Specifications Table
| Subject Area: | Engineering |
| More specific subject area: | Multiparameter patient monitoring algorithms |
| Method name: | A Framework to Characterize the Performance of Early Warning Index Alarm Systems for Patient Monitoring |
| Name and reference of original method: | Scully, C.G., and Daluwatte, C., Evaluating performance of early warning indices to predict physiological instabilities. J Biomed Inform. 75 (2017) 14–21. |
| Resource availability: | Software, data and results for the case study provided as Supplemental materials. |
Method details
Brief background
Multiparameter models that integrate physiological, laboratory and/or clinical data to provide an early warning of patients progressing towards a critical event have the potential to improve physiological monitoring in applications from adult and pediatric intensive care units [[1], [2], [3], [4]] to telemedicine [5,6]. The utility of an early warning index to indicate an event of interest may be affected by characteristics such as 1) probability the event occurs when a warning is given, 2) probability to correctly detect true events and 3) probability to incorrectly detect non-events as events. Traditionally this information is estimated using 1) positive predictive value, 2) sensitivity, and 3) false positive rate (also known as type I error and related to specificity as: false positive rate = 1 – specificity), respectively considering an alarm (occurring at some point prior to the event on event records) per record. However, in continuous physiological monitoring the timeliness of the warning also needs to be considered. In addition, scenarios where multiple warnings prior to an event occur make calculating traditional performance indices such as false positive rate and sensitivity not straight forward and intuitive. In presence of such scenarios, researchers may only count the warning closest to an event disregarding the remainder of warnings on the record [7] or sometimes look at the performance metric as a function of time [8].

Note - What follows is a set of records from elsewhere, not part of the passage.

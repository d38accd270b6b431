//! Tile Cache: a bounded, striped LRU of rendered PNG tile bodies.
//!
//! Keyed by `(mode, water_level_quantum, z, x, y)`. RAM-only, never
//! persisted - eviction is strict least-recently-used, and an insert of an
//! identical key overwrites.

use std::sync::Arc;

use lru::LruCache;
use parking_lot::Mutex;
use std::num::NonZeroUsize;

/// The rendering mode part of a cache key. Mirrors `colormap::Mode` without
/// introducing a dependency cycle between the cache and the color mapper.
#[derive(Debug, Clone, Copy, PartialEq, Eq, Hash)]
pub enum Mode {
    Topographic,
    Flood,
}

/// Cache key: `(mode, water_level_quantum, z, x, y)`. The water level is
/// stored as tenths of a meter so the key is exactly hashable/comparable -
/// `colormap::quantize_water_level` already snaps to this grid.
#[derive(Debug, Clone, Copy, PartialEq, Eq, Hash)]
pub struct CacheKey {
    mode: Mode,
    water_level_decimeters: i32,
    z: i32,
    x: i32,
    y: i32,
}

impl CacheKey {
    pub fn topographic(z: i32, x: i32, y: i32) -> Self {
        CacheKey {
            mode: Mode::Topographic,
            water_level_decimeters: 0,
            z,
            x,
            y,
        }
    }

    /// `water_level_quantum` must already be snapped to the 0.1 m grid.
    pub fn flood(water_level_quantum: f64, z: i32, x: i32, y: i32) -> Self {
        CacheKey {
            mode: Mode::Flood,
            water_level_decimeters: (water_level_quantum * 10.0).round() as i32,
            z,
            x,
            y,
        }
    }
}

const STRIPE_COUNT: usize = 16;

/// Default number of PNG entries the cache holds in total (spread across
/// stripes).
pub const DEFAULT_CAPACITY: usize = 1000;

/// Bounded, striped LRU cache of rendered PNG tile bytes.
pub struct TileCache {
    stripes: Vec<Mutex<LruCache<CacheKey, Arc<[u8]>>>>,
}

impl TileCache {
    pub fn new(capacity: usize) -> Self {
        let per_stripe = (capacity / STRIPE_COUNT).max(1);
        let cap = NonZeroUsize::new(per_stripe).expect("capacity is clamped to at least 1");
        TileCache {
            stripes: (0..STRIPE_COUNT).map(|_| Mutex::new(LruCache::new(cap))).collect(),
        }
    }

    fn stripe_for(&self, key: &CacheKey) -> &Mutex<LruCache<CacheKey, Arc<[u8]>>> {
        use std::hash::{Hash, Hasher};
        let mut hasher = std::collections::hash_map::DefaultHasher::new();
        key.hash(&mut hasher);
        &self.stripes[(hasher.finish() as usize) % STRIPE_COUNT]
    }

    pub fn get(&self, key: &CacheKey) -> Option<Arc<[u8]>> {
        self.stripe_for(key).lock().get(key).cloned()
    }

    /// Inserts or overwrites the entry for `key`.
    pub fn insert(&self, key: CacheKey, body: Arc<[u8]>) {
        self.stripe_for(&key).lock().put(key, body);
    }

    /// Total number of entries currently held, across all stripes.
    pub fn len(&self) -> usize {
        self.stripes.iter().map(|s| s.lock().len()).sum()
    }

    pub fn is_empty(&self) -> bool {
        self.len() == 0
    }
}
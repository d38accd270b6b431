//! Bijective int16 elevation <-> uint16 wire quantization.

mod error;

pub use error::Error;
pub type Result<T = ()> = std::result::Result<T, Error>;

/// Canonical int16 NoData sentinel (matches `geo::Nodata` for `i16`).
pub const NODATA_I16: i16 = i16::MIN;
/// Wire sentinel for NoData.
pub const NODATA_U16: u16 = 0xFFFF;

pub const ELEVATION_MIN_M: f64 = -500.0;
pub const ELEVATION_MAX_M: f64 = 9000.0;
pub const ELEVATION_RANGE_M: f64 = ELEVATION_MAX_M - ELEVATION_MIN_M;

/// Side length of a tile in pixels.
pub const TILE_DIM: usize = 256;
/// Bytes per encoded tile payload: `256 * 256 * size_of::<u16>()`.
pub const PAYLOAD_BYTES: usize = TILE_DIM * TILE_DIM * 2;

const MAX_QUANTIZED: f64 = 65534.0;

/// Encodes a single elevation value (meters, or `NODATA_I16`) to its wire uint16.
pub fn encode_value(elevation: i16) -> u16 {
    if elevation == NODATA_I16 {
        return NODATA_U16;
    }

    let e = elevation as f64;
    let u = ((e - ELEVATION_MIN_M) / ELEVATION_RANGE_M * MAX_QUANTIZED).round();
    u.clamp(0.0, MAX_QUANTIZED) as u16
}

/// Decodes a wire uint16 back to meters, or `None` for NoData.
pub fn decode_value(u: u16) -> Option<f64> {
    if u == NODATA_U16 {
        return None;
    }

    Some(u as f64 / MAX_QUANTIZED * ELEVATION_RANGE_M + ELEVATION_MIN_M)
}

/// Encodes a 256x256 row-major int16 mosaic into a little-endian 131,072-byte payload.
pub fn encode_tile(mosaic: &[i16]) -> Result<Vec<u8>> {
    if mosaic.len() != TILE_DIM * TILE_DIM {
        return Err(Error::InvalidLength {
            expected: TILE_DIM * TILE_DIM,
            actual: mosaic.len(),
        });
    }

    let mut out = Vec::with_capacity(PAYLOAD_BYTES);
    for &elevation in mosaic {
        out.extend_from_slice(&encode_value(elevation).to_le_bytes());
    }
    Ok(out)
}

/// Decodes a 131,072-byte payload into a 256x256 row-major int16 mosaic.
/// NoData pixels are represented as `NODATA_I16` in the output.
pub fn decode_tile(payload: &[u8]) -> Result<Vec<i16>> {
    if payload.len() != PAYLOAD_BYTES {
        return Err(Error::InvalidLength {
            expected: PAYLOAD_BYTES,
            actual: payload.len(),
        });
    }

    let mut out = Vec::with_capacity(TILE_DIM * TILE_DIM);
    for chunk in payload.chunks_exact(2) {
        let u = u16::from_le_bytes([chunk[0], chunk[1]]);
        let elevation = match decode_value(u) {
            Some(e) => e.round() as i16,
            None => NODATA_I16,
        };
        out.push(elevation);
    }
    Ok(out)
}

/// A payload consisting of all-NoData pixels: `0xFF 0xFF` repeated `TILE_DIM * TILE_DIM` times.
pub fn all_nodata_payload() -> Vec<u8> {
    vec![0xFFu8; PAYLOAD_BYTES]
}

We propose an approach which estimates the above three characteristics of a warning system considering multiple warnings per record, warning timeliness and warning burden (occurrence of multiple warning per event/record) [8]. The method involves identifying the time before an event of interest when warnings are meaningful and evaluating how frequently warnings occur before, within, and after those times. We previously demonstrated the concept using an enriched data set where the event of interest was known to occur for every experiment (i.e., the dataset used for our example analysis lacked non-event records and thus non-events falsely detected as events). While we discussed the need and mechanism to incorporate non-events falsely detected as events in the framework, it was not demonstrated. Here, we provide information on how the proposed framework can be implemented with datasets including both events and non-events (control cases). The event records use the same data presented in our previous study using data from a hemorrhage-induced hypotension animal investigation [9]. We have supplemented this dataset with non-event records from a study with similar experimental protocol as our previously reported hemorrhage study but from baseline periods without interventions inducing hypotension [10].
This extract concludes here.